**Source records:**
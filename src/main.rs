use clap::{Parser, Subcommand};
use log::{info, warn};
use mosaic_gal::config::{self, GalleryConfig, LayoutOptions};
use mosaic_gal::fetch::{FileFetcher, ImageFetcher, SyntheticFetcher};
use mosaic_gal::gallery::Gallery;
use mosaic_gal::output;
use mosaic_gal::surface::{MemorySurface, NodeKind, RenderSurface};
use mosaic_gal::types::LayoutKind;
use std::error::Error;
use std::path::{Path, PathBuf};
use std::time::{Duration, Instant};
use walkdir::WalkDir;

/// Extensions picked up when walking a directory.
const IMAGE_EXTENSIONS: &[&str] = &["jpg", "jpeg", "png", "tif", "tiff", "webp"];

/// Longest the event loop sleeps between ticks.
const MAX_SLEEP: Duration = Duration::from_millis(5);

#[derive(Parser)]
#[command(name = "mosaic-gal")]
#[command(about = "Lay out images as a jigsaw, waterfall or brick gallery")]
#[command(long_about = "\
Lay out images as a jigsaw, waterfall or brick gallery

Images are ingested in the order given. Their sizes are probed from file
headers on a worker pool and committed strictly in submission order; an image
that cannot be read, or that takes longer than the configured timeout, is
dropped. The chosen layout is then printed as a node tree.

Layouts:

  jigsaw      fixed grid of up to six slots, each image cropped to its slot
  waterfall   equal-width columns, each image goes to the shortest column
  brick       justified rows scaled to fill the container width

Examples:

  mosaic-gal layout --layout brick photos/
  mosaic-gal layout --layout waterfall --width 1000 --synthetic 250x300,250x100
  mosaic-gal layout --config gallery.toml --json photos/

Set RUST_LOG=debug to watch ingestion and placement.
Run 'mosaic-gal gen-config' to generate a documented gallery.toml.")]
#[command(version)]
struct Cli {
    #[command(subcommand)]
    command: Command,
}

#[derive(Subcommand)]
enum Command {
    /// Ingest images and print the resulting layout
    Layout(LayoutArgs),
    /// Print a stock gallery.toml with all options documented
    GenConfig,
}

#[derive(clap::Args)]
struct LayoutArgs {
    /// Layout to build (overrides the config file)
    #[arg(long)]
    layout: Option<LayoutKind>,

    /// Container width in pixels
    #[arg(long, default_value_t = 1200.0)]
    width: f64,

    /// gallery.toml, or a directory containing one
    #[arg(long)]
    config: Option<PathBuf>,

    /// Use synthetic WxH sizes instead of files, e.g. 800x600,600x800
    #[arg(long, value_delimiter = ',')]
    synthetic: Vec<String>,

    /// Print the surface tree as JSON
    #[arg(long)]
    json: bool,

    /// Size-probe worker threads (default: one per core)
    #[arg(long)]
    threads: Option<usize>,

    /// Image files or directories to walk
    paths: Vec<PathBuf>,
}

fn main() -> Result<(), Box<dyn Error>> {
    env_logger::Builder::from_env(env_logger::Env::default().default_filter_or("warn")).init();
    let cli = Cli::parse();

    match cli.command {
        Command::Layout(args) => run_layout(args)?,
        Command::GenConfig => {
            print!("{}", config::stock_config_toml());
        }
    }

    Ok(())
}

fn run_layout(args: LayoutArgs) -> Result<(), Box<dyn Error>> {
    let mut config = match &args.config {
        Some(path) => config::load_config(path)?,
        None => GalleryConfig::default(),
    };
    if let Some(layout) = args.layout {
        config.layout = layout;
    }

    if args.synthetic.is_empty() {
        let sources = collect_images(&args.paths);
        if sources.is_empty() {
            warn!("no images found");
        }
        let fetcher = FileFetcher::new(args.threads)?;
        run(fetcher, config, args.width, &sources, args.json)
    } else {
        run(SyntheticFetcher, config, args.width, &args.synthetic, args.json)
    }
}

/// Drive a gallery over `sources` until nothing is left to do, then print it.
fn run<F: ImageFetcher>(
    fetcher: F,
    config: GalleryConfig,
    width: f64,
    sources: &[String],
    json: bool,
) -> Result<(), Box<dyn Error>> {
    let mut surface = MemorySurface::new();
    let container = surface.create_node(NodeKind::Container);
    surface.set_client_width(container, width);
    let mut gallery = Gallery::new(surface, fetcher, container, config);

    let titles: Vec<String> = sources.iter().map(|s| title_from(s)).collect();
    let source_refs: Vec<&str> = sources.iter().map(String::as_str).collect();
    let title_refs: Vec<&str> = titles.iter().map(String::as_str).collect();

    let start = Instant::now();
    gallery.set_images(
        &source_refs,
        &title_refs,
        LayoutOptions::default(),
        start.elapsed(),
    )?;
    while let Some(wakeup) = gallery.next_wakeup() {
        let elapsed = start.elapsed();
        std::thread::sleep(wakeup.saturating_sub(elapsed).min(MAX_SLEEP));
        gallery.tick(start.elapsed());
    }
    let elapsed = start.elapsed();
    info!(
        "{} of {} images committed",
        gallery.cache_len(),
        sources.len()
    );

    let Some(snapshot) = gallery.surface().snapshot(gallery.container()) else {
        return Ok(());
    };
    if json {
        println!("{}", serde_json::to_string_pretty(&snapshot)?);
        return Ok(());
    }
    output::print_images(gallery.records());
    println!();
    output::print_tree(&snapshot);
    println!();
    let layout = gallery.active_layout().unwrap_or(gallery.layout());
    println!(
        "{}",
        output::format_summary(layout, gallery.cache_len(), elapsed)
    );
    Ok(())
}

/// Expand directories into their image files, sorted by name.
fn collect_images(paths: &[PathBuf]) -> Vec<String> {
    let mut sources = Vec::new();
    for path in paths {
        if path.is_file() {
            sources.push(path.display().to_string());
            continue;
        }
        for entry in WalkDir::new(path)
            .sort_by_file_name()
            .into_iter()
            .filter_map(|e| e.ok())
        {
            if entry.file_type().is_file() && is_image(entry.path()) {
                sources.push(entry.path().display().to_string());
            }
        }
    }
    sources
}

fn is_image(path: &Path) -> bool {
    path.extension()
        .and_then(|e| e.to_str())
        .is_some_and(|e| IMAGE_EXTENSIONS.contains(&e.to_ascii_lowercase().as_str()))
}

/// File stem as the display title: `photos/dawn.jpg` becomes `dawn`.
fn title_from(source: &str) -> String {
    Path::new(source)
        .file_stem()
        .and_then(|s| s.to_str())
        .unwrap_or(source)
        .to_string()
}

**About this task:** Filter the listing above for the string "directories" and copy every matching line.

**Task response:**
    /// Image files or directories to walk
/// Expand directories into their image files, sorted by name.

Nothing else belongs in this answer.